Stored data
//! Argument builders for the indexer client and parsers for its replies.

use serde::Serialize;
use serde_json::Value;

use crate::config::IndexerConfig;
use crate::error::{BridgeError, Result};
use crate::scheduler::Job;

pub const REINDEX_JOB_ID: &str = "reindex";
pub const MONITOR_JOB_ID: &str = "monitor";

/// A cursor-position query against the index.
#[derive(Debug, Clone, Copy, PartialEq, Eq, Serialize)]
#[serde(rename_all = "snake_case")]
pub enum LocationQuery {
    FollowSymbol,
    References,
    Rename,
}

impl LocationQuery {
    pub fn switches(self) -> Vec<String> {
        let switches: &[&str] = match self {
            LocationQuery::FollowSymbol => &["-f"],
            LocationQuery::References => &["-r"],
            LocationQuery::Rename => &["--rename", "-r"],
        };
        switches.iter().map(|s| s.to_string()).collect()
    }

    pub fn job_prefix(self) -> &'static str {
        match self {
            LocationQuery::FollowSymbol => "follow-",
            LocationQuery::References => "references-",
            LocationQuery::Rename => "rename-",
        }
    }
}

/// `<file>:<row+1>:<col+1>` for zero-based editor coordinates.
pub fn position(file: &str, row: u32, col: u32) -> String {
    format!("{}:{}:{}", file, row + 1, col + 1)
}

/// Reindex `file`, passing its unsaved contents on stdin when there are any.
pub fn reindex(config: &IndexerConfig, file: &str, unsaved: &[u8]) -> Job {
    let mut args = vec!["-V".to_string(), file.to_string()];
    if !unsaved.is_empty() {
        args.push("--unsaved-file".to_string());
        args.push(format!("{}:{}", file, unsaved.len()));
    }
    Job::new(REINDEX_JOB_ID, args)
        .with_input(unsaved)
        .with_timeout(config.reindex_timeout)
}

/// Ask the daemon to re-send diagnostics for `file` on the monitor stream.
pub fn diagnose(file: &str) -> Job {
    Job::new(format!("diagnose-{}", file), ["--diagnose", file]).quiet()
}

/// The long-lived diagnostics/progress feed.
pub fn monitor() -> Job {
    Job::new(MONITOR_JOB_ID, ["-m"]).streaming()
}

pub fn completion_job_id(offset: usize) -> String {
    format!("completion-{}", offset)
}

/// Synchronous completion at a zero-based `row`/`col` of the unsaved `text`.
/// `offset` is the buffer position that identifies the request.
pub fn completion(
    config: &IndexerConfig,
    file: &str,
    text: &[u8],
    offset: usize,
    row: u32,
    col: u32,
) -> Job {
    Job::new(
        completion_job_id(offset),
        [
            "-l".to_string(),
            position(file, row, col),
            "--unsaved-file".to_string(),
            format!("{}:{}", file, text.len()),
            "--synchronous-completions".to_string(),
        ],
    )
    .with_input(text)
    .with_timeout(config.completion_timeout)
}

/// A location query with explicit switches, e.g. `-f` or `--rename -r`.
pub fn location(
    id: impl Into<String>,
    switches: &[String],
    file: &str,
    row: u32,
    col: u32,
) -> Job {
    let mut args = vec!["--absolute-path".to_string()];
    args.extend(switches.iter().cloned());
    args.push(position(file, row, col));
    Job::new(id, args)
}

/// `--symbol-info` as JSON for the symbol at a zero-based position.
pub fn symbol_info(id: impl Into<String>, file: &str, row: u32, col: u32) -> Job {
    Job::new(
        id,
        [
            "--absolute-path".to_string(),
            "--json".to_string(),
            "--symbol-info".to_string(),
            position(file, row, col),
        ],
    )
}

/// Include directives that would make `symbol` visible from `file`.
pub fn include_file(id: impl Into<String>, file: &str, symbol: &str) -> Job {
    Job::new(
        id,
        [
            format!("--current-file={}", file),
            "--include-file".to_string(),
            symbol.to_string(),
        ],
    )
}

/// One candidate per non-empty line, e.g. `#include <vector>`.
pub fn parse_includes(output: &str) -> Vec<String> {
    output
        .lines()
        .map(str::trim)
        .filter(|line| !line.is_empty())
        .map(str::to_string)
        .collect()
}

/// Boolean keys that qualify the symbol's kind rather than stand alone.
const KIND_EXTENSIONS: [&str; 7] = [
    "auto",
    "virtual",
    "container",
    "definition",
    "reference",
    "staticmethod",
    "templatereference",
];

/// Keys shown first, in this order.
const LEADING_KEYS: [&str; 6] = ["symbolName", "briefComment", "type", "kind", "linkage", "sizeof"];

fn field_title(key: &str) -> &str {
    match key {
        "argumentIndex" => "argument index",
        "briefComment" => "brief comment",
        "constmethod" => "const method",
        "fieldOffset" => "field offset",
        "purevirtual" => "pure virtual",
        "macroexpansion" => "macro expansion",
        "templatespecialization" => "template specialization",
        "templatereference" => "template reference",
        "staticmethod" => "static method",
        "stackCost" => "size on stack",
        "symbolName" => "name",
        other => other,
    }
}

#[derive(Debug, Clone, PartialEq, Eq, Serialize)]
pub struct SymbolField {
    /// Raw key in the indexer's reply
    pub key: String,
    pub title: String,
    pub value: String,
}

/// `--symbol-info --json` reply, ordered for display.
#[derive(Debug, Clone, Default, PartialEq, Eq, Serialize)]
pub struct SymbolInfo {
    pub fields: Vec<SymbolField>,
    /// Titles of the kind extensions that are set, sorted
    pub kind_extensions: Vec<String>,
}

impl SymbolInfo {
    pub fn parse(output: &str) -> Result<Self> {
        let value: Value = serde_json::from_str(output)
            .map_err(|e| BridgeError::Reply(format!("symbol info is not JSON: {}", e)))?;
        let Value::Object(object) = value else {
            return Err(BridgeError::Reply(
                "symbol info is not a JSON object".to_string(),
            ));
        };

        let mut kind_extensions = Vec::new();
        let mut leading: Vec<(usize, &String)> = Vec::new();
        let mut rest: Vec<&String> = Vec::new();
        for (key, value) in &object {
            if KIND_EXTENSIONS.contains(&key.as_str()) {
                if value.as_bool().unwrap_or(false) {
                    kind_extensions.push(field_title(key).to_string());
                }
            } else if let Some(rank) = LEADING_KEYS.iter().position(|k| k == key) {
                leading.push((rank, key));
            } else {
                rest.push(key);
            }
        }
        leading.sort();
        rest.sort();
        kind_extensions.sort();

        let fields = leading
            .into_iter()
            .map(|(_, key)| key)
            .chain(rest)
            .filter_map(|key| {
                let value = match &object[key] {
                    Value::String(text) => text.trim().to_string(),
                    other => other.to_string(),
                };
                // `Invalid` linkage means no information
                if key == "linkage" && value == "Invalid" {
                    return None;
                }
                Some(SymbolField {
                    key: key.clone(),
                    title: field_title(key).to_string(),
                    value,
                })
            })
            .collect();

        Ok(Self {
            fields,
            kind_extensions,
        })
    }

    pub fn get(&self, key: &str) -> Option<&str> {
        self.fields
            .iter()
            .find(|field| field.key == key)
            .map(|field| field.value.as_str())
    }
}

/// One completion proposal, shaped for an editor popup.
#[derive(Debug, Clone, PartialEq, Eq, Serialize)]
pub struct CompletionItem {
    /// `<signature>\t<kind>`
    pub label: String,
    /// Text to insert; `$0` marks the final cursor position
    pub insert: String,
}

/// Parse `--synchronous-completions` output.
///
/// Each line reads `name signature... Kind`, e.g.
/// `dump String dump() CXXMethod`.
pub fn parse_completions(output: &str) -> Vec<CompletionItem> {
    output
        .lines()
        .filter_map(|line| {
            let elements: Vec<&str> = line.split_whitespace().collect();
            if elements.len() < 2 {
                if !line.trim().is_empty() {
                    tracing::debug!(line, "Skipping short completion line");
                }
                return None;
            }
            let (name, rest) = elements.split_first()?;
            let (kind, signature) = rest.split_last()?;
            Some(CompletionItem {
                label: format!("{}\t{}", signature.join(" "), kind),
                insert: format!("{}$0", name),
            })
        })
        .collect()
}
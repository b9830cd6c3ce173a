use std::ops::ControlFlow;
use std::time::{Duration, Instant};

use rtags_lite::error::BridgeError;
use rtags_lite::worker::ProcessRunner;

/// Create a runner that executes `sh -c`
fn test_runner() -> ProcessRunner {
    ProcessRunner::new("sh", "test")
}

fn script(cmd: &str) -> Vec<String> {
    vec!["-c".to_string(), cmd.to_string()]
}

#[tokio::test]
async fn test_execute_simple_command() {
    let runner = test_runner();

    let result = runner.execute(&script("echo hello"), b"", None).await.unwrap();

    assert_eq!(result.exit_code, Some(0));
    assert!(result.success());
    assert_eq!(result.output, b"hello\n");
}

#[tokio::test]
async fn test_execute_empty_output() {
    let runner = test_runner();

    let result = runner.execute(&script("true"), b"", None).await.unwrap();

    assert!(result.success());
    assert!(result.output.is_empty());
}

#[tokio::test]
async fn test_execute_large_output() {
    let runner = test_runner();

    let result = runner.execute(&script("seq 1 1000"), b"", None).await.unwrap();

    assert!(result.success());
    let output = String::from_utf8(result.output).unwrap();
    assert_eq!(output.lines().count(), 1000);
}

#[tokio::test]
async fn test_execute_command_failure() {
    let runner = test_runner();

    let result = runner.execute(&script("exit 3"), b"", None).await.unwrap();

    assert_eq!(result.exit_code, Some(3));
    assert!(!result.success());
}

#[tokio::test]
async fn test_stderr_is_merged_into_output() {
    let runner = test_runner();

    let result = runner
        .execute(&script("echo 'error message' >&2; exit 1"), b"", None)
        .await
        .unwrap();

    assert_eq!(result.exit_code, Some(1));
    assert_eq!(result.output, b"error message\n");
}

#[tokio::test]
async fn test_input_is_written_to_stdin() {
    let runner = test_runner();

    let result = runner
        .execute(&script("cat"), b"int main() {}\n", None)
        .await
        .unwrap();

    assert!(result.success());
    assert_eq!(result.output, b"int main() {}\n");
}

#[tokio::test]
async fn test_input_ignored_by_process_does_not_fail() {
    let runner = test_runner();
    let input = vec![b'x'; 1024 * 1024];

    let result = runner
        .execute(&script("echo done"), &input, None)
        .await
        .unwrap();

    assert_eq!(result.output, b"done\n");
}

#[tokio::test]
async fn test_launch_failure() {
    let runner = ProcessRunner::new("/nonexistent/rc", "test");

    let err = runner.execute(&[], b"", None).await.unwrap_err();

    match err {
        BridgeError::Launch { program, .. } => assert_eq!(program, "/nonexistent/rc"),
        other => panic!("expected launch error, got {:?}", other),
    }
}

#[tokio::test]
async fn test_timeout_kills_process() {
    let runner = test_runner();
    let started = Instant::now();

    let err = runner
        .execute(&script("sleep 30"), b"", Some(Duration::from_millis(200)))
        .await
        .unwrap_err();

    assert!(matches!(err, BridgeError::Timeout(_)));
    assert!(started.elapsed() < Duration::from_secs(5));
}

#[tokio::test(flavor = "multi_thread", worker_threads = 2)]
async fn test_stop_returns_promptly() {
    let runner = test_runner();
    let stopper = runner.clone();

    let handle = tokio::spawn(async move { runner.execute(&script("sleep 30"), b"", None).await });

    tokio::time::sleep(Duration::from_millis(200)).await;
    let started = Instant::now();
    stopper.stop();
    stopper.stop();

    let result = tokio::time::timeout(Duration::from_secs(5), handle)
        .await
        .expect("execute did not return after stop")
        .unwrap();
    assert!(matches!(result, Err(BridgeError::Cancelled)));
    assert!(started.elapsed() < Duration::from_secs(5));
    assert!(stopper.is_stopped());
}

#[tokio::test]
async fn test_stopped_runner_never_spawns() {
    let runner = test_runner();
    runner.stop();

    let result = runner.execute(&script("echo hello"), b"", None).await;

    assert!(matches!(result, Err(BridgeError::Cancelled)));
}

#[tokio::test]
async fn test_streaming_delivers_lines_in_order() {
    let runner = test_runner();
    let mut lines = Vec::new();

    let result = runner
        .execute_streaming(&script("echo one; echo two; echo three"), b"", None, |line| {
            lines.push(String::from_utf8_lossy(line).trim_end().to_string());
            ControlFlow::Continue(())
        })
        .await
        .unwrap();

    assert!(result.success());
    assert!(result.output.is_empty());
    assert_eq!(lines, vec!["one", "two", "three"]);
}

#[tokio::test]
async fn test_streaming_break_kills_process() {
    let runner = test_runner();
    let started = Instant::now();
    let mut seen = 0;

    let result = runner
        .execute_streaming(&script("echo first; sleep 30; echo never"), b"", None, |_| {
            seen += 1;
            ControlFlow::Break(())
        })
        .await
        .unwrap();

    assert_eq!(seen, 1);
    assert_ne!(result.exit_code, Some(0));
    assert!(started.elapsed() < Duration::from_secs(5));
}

> _TASK OBJECTIVE_
If a line of the data contains the word "Some", count it; say how many such lines there are and nothing else.

> _REPLY TO THE EXERCISE_
8